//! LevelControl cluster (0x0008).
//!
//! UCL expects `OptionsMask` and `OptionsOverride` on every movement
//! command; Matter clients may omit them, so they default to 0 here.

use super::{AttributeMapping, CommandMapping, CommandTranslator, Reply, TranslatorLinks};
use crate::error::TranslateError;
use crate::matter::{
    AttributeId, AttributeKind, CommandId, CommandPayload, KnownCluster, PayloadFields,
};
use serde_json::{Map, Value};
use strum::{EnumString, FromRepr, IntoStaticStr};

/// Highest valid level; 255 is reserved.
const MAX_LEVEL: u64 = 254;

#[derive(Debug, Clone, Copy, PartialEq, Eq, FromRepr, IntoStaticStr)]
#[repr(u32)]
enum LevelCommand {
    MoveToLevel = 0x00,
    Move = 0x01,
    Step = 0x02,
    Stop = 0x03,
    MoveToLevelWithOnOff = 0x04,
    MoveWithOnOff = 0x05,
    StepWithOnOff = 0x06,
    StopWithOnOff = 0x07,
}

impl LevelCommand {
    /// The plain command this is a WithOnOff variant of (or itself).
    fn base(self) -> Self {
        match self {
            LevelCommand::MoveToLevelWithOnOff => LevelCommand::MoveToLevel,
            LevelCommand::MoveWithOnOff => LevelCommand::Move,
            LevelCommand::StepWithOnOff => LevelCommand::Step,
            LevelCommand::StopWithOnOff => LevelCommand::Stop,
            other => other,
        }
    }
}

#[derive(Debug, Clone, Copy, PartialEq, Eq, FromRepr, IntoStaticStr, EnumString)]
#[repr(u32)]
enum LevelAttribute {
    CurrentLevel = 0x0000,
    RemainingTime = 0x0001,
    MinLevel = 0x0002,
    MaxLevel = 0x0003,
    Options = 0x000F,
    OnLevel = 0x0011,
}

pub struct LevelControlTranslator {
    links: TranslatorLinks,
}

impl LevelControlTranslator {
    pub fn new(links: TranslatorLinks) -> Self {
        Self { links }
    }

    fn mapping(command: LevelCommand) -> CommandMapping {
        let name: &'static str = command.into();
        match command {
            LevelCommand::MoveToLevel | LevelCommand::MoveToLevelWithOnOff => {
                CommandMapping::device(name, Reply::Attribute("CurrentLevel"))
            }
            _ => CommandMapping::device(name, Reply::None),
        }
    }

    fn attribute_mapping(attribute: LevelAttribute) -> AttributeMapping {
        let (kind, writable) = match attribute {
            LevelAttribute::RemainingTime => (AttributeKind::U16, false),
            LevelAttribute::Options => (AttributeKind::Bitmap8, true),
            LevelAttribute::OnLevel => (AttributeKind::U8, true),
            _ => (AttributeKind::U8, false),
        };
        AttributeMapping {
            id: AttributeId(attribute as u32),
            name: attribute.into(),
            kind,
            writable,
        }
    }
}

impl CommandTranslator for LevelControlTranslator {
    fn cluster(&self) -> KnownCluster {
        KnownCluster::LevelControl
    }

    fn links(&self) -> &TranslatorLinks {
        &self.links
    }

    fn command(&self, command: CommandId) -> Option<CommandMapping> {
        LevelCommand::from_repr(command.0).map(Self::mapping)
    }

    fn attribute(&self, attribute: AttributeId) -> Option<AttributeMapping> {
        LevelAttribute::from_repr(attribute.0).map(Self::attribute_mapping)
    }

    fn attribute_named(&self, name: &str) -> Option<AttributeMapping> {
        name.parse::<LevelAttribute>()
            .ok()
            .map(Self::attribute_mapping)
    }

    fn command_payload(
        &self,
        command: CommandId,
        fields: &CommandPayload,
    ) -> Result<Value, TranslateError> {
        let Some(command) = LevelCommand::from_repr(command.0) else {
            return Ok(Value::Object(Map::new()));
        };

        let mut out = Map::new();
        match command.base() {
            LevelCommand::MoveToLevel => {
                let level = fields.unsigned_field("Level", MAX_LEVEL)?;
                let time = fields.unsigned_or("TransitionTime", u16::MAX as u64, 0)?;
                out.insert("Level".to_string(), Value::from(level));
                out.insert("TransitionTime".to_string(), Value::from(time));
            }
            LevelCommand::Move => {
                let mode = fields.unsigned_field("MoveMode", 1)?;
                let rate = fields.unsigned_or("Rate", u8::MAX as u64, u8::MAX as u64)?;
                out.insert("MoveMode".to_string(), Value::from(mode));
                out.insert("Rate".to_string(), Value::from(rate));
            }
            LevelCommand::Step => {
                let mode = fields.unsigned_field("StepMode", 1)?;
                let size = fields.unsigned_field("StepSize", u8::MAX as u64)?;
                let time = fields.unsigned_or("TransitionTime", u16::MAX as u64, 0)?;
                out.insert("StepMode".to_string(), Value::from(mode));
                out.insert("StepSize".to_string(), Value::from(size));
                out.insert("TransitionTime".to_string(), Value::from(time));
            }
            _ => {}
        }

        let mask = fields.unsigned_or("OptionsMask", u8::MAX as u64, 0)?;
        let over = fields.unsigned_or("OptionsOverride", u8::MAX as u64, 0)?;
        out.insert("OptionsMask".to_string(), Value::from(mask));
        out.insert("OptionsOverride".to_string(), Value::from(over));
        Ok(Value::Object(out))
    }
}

EXERCISE:
Please return each line of the listing above that contains "CommandPayload".

WRITTEN ANSWER:
    AttributeId, AttributeKind, CommandId, CommandPayload, KnownCluster, PayloadFields,
        fields: &CommandPayload,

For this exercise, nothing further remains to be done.